The Indian team has landed in Australia and will be training at the WACA stadium in Perth, which is close to Optus Stadium, the site of the opening Test. India has put their practice match on hold and chosen to use center wickets in match simulations.
The Optus Stadium pitch for the first Test of the Border-Gavaskar Trophy has been prepared to deliver "good bounce and pace," in keeping with the history of the fiery tracks in Perth as per the pitch curator, and India will be given a hard welcome to Australia.
After being carefully planned since September, the drop-in pitch for the series-opener Test, which begins on November 22, was relocated to the playing field at Optus Stadium last month. Similar to the surfaces at the WACA, where pitches have been very spicy to begin the Sheffield Shield season, it has the same native clay and grass species.
"This is Australia, this is Perth... I'm setting ourselves up for a really good pace, really good bounce, and really good carry. In a perfect world, I want to emulate last year," WA Cricket head curator Isaac McDonald told ESPNcricinfo.
This Test will only be the fifth match to be played at the 60,000-capacity Optus Stadium and McDonald stated that he is trying to prepare a pitch that has similar traits to the one that he readied for the first Test against Pakistan in December last year.
After being slammed for preparing a placid wicket for the Australia v West Indies Test, that the Windies managed to take into the fifth day, McDonald prepared a fiery surface for the Pakistan Test in December 2023.
The Australians celebrated their huge 360-run victory after Pakistan was bowled out for 89 in the second innings. In all, Pat Cummins, Josh Hazlewood, and Mitchell Starc, three Australian pacers, claimed 12 of the 20 wickets taken by Pakistan.
As the game progressed and batters like Marnus Labuschagne took hits to their hands, the pitch also began to break.
And recently, the Pakistan pace quartet bundled Australia out for 140 in the third ODI here.
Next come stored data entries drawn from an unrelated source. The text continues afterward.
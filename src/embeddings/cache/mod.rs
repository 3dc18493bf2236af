
use anyhow::{Context, Result};
use serde::{Deserialize, Serialize};
use std::collections::HashMap;
use std::fs;
use std::path::{Path, PathBuf};
use std::sync::{Arc, Mutex, MutexGuard, PoisonError};
use tracing::{debug, info, warn};

use super::{Embedder, EmbeddingError, batch};
use crate::config::EmbeddingProfile;

/// On-disk layout: vectors are only valid for the model that produced them
#[derive(Debug, Deserialize)]
struct CacheFile {
    model: String,
    dimension: usize,
    entries: HashMap<String, Vec<f32>>,
}

#[derive(Serialize)]
struct CacheFileRef<'a> {
    model: &'a str,
    dimension: usize,
    entries: &'a HashMap<String, Vec<f32>>,
}

/// Persistent text → vector mapping for one embedding model.
///
/// The whole file is read at construction and rewritten after every mutation,
/// so a vector returned by [`EmbeddingCache::get_or_compute`] survives a restart.
/// A file written for another model or dimension is discarded on load.
#[derive(Debug)]
pub struct EmbeddingCache {
    path: PathBuf,
    model: String,
    dimension: usize,
    entries: Mutex<HashMap<String, Vec<f32>>>,
}

impl EmbeddingCache {
    /// Load the cache file if present and written for `model`/`dimension`, else start empty
    #[inline]
    pub fn load<P: AsRef<Path>>(path: P, model: &str, dimension: usize) -> Result<Self> {
        let path = path.as_ref().to_path_buf();

        let entries = if path.exists() {
            let content = fs::read_to_string(&path).with_context(|| {
                format!("Failed to read embedding cache: {}", path.display())
            })?;
            let file: CacheFile = serde_json::from_str(&content).with_context(|| {
                format!("Failed to parse embedding cache: {}", path.display())
            })?;

            if file.model == model && file.dimension == dimension {
                file.entries
            } else {
                info!(
                    "Discarding {} cached embeddings from {} (dimension {}); now using {} (dimension {})",
                    file.entries.len(),
                    file.model,
                    file.dimension,
                    model,
                    dimension
                );
                HashMap::new()
            }
        } else {
            HashMap::new()
        };

        debug!(
            "Loaded {} cached embeddings from {}",
            entries.len(),
            path.display()
        );

        Ok(Self {
            path,
            model: model.to_string(),
            dimension,
            entries: Mutex::new(entries),
        })
    }

    #[inline]
    pub fn model(&self) -> &str {
        &self.model
    }

    #[inline]
    pub fn dimension(&self) -> usize {
        self.dimension
    }

    #[inline]
    pub fn get(&self, text: &str) -> Option<Vec<f32>> {
        self.lock().get(text).cloned()
    }

    /// Cached vector only if it matches the dimension `embedder` produces
    fn get_for(&self, text: &str, embedder: &Arc<dyn Embedder>) -> Option<Vec<f32>> {
        self.get(text).filter(|vector| vector.len() == embedder.dimension())
    }

    #[inline]
    pub fn len(&self) -> usize {
        self.lock().len()
    }

    #[inline]
    pub fn is_empty(&self) -> bool {
        self.len() == 0
    }

    /// Store one vector and flush to disk
    #[inline]
    pub fn insert(&self, text: &str, vector: Vec<f32>) -> Result<()> {
        self.lock().insert(text.to_string(), vector);
        self.flush()
    }

    /// Return the cached vector for `text`, embedding and persisting it on a miss
    #[inline]
    pub async fn get_or_compute(
        &self,
        text: &str,
        embedder: &Arc<dyn Embedder>,
        profile: &EmbeddingProfile,
    ) -> Result<Vec<f32>, EmbeddingError> {
        if let Some(vector) = self.get_for(text, embedder) {
            debug!("Embedding cache hit ({} chars)", text.len());
            return Ok(vector);
        }

        let owned = text.to_string();
        let worker = Arc::clone(embedder);
        let profile = *profile;
        let vector =
            tokio::task::spawn_blocking(move || batch::embed_one(worker.as_ref(), &owned, &profile))
                .await
                .map_err(|e| EmbeddingError::Transient(format!("embedding worker failed: {e}")))??;

        if let Err(e) = self.insert(text, vector.clone()) {
            warn!("Failed to persist embedding cache: {:#}", e);
        }

        Ok(vector)
    }

    /// Batch form of [`Self::get_or_compute`]: only misses reach the provider,
    /// and the file is flushed once at the end
    #[inline]
    pub async fn get_or_compute_many(
        &self,
        texts: &[String],
        embedder: &Arc<dyn Embedder>,
        profile: &EmbeddingProfile,
    ) -> Vec<Option<Vec<f32>>> {
        let mut results: Vec<Option<Vec<f32>>> = texts
            .iter()
            .map(|text| self.get_for(text, embedder))
            .collect();

        let missing: Vec<usize> = results
            .iter()
            .enumerate()
            .filter_map(|(index, hit)| hit.is_none().then_some(index))
            .collect();

        if missing.is_empty() {
            debug!("All {} embeddings served from cache", texts.len());
            return results;
        }

        debug!(
            "{} of {} embeddings missing from cache",
            missing.len(),
            texts.len()
        );

        let missing_texts: Vec<String> = missing
            .iter()
            .filter_map(|&index| texts.get(index).cloned())
            .collect();
        let computed = batch::embed_many(Arc::clone(embedder), &missing_texts, profile).await;

        {
            let mut entries = self.lock();
            for ((&index, text), vector) in missing.iter().zip(&missing_texts).zip(computed) {
                if let Some(vector) = vector {
                    entries.insert(text.clone(), vector.clone());
                    if let Some(slot) = results.get_mut(index) {
                        *slot = Some(vector);
                    }
                }
            }
        }

        if let Err(e) = self.flush() {
            warn!("Failed to persist embedding cache: {:#}", e);
        }

        results
    }

    fn flush(&self) -> Result<()> {
        let content = {
            let entries = self.lock();
            let file = CacheFileRef {
                model: &self.model,
                dimension: self.dimension,
                entries: &entries,
            };
            serde_json::to_string(&file).context("Failed to serialize embedding cache")?
        };

        if let Some(parent) = self.path.parent() {
            fs::create_dir_all(parent).with_context(|| {
                format!("Failed to create cache directory: {}", parent.display())
            })?;
        }

        let staging = self.path.with_extension("json.tmp");
        fs::write(&staging, content)
            .with_context(|| format!("Failed to write {}", staging.display()))?;
        fs::rename(&staging, &self.path)
            .with_context(|| format!("Failed to replace {}", self.path.display()))?;

        Ok(())
    }

    fn lock(&self) -> MutexGuard<'_, HashMap<String, Vec<f32>>> {
        self.entries.lock().unwrap_or_else(PoisonError::into_inner)
    }
}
"Every wicket you make is conditions-based. You've got to back yourself with the conditions and make educated guesses around your moisture content and how much rolling to do. It's a juggling act but hopefully, the match gets into day five or the last session of day four like last year. If we can get some nice cracks forming later in the game...the game takes care of itself,” the curator added.
McDonald said he is looking to leave some grass on the pitch to make it a bit spicier. The surface will be different from the one on which Pakistan defeated Australia in the third ODI.
"It's (10 mm) a good starting point. Ten millimeters was pretty comfortable with the conditions that we had (last year) and that held the conditions together nicely for the first few days. Live grass on the pitch is speed. Both bowling units (Australia and Pakistan) were pretty rapid last year and hoping for much the same this year (for the India match),” he added.
India played the very first Test on this venue in 2018-19 and lost the Test by 140 runs.